** Opening Dataset excerpts block **

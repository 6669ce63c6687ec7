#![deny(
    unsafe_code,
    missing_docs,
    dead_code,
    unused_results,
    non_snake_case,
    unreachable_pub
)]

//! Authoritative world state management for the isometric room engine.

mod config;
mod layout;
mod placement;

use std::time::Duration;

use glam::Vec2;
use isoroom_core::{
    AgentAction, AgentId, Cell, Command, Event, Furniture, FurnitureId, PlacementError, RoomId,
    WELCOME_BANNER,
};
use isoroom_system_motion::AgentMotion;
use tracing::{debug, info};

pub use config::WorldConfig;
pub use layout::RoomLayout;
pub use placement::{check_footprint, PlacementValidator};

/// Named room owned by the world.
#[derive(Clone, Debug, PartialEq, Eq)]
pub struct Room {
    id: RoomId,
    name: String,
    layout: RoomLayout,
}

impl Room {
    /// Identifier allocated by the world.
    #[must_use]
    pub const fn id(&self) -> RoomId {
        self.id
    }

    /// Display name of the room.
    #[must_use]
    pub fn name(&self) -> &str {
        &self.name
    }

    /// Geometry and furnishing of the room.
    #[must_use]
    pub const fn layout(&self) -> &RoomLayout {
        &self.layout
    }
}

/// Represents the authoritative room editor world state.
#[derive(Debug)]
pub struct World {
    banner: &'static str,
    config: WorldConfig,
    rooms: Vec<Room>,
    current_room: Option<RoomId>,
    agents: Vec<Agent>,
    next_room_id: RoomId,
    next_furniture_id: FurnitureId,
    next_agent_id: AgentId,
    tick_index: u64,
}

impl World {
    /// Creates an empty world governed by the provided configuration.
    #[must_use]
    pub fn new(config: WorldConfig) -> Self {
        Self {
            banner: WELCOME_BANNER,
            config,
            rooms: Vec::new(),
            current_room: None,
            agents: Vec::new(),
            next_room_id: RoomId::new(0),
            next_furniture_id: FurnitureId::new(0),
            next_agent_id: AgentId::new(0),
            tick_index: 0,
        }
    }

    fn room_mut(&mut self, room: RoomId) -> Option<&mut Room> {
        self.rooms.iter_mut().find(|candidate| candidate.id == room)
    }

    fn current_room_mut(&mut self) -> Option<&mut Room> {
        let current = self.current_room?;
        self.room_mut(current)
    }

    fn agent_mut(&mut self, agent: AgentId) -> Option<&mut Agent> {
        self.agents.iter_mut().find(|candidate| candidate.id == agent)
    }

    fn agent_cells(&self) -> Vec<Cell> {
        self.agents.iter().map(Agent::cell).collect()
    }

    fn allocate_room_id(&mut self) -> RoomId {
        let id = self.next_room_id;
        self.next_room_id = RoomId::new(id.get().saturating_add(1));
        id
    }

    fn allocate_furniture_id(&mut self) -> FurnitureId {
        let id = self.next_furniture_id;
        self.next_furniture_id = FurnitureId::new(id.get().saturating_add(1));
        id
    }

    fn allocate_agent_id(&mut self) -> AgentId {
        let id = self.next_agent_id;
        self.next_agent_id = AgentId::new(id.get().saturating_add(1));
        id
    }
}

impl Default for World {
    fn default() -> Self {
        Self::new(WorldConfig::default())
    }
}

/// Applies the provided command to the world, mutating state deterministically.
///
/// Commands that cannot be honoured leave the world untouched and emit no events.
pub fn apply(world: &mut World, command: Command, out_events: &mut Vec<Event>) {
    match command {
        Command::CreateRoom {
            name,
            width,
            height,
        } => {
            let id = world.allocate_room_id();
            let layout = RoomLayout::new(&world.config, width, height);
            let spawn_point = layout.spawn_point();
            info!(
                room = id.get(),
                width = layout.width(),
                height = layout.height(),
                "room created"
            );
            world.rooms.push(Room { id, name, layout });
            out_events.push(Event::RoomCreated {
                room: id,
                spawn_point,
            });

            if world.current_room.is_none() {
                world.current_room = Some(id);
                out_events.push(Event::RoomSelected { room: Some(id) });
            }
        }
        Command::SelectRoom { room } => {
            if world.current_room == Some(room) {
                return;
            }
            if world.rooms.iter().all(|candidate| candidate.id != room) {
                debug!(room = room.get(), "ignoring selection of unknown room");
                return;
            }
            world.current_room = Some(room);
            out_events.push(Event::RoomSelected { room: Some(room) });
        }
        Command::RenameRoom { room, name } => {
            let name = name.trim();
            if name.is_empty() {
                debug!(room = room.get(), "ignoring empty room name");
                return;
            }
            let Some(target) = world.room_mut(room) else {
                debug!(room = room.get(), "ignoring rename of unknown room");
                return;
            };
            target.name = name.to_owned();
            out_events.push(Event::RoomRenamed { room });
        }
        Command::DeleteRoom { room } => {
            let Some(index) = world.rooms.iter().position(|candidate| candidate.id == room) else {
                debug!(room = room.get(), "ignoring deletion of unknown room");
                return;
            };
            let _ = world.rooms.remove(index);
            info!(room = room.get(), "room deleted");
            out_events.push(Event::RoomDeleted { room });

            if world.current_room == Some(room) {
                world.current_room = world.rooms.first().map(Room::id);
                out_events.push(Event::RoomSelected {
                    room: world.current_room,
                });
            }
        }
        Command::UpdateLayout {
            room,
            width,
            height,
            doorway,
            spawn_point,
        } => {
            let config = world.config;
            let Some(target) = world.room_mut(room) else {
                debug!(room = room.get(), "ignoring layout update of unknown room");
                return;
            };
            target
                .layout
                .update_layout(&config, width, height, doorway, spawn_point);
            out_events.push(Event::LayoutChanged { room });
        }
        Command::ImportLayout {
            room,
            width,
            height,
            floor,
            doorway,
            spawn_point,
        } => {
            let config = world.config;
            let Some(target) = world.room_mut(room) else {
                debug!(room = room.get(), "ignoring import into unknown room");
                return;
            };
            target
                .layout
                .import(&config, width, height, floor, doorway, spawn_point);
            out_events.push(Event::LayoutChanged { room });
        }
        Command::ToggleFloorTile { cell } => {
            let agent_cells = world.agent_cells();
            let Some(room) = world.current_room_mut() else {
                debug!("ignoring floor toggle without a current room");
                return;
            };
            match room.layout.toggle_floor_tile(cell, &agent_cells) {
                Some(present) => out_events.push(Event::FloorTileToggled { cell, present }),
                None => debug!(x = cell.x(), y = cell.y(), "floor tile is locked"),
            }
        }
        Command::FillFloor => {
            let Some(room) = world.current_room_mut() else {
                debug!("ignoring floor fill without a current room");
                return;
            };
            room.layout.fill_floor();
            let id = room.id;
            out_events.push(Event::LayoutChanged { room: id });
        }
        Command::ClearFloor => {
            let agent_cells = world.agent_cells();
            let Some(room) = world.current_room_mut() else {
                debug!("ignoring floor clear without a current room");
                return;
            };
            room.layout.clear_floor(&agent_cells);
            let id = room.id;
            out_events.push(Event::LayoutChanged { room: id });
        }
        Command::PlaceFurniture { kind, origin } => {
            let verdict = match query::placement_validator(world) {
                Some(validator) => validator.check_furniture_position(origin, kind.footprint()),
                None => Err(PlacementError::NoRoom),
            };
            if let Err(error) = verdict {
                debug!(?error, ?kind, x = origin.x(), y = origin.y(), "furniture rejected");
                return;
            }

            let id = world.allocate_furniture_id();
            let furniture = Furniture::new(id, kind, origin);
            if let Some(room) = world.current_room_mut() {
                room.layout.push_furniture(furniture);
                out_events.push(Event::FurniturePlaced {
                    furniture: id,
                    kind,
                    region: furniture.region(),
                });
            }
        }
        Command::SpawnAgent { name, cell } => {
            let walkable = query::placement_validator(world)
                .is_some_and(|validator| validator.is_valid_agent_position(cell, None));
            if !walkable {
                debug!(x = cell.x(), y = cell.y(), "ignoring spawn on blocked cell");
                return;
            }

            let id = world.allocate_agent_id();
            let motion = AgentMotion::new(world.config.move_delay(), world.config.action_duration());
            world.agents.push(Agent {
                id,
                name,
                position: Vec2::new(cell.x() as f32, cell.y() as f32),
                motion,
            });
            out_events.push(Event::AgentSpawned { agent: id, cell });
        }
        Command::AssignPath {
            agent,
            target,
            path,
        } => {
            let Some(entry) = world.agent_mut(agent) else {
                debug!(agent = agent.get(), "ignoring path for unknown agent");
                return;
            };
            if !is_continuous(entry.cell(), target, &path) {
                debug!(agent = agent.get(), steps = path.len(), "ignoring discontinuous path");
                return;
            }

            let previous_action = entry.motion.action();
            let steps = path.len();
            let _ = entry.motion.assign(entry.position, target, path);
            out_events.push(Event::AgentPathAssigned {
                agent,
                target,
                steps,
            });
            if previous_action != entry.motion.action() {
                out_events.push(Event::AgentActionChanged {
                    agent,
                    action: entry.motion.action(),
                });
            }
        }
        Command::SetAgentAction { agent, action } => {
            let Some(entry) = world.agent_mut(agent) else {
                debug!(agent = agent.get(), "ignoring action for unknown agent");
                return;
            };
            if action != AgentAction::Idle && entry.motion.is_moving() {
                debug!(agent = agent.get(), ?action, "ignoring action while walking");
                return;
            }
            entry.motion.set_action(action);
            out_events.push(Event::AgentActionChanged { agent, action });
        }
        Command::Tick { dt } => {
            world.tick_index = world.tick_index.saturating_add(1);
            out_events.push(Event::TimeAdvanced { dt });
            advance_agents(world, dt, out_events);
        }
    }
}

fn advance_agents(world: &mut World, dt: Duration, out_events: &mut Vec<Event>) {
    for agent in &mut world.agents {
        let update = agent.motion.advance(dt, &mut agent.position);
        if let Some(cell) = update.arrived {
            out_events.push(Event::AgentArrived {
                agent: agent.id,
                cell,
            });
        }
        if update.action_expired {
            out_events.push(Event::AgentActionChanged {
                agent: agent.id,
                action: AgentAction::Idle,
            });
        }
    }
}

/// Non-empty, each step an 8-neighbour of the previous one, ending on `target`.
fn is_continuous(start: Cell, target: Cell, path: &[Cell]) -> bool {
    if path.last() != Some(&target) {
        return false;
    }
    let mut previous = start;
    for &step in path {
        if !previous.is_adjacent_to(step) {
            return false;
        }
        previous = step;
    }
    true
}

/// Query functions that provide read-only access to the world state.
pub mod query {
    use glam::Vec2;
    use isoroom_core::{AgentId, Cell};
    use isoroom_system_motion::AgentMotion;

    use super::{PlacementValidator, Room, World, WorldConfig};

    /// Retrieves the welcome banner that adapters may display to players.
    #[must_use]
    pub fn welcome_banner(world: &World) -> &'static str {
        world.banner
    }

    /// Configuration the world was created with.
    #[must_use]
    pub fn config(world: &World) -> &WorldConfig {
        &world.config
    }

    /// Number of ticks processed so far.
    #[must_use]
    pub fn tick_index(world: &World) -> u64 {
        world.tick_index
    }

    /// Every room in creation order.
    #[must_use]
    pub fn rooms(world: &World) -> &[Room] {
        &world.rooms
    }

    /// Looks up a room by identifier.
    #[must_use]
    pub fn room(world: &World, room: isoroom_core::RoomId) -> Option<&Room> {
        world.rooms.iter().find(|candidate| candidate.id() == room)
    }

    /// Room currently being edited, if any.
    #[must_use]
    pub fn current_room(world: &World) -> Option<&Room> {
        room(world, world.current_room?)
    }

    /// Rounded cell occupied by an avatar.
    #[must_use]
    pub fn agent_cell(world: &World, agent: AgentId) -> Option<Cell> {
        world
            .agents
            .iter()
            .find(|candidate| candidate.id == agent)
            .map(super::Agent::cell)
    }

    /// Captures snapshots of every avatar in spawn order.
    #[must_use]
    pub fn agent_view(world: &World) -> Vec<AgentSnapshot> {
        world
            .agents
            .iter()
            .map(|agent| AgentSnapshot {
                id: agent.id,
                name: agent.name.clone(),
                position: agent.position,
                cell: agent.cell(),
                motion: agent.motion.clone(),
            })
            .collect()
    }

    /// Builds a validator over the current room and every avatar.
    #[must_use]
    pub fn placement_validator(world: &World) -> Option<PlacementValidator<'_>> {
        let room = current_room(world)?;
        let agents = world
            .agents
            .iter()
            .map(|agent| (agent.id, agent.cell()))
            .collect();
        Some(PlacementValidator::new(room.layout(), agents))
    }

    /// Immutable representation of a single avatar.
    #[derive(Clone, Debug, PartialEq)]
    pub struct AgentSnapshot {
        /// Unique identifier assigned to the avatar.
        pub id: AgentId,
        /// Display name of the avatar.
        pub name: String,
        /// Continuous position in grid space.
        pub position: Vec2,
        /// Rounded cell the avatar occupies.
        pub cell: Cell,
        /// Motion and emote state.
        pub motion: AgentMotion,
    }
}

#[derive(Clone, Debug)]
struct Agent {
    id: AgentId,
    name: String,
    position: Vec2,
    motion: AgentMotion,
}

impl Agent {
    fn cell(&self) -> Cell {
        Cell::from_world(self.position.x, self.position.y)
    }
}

** Closing Dataset excerpts block **

- **Description of the task**
From the data above, copy each line that holds "PartialEq".

- **Solution**
#[derive(Clone, Debug, PartialEq, Eq)]
    #[derive(Clone, Debug, PartialEq)]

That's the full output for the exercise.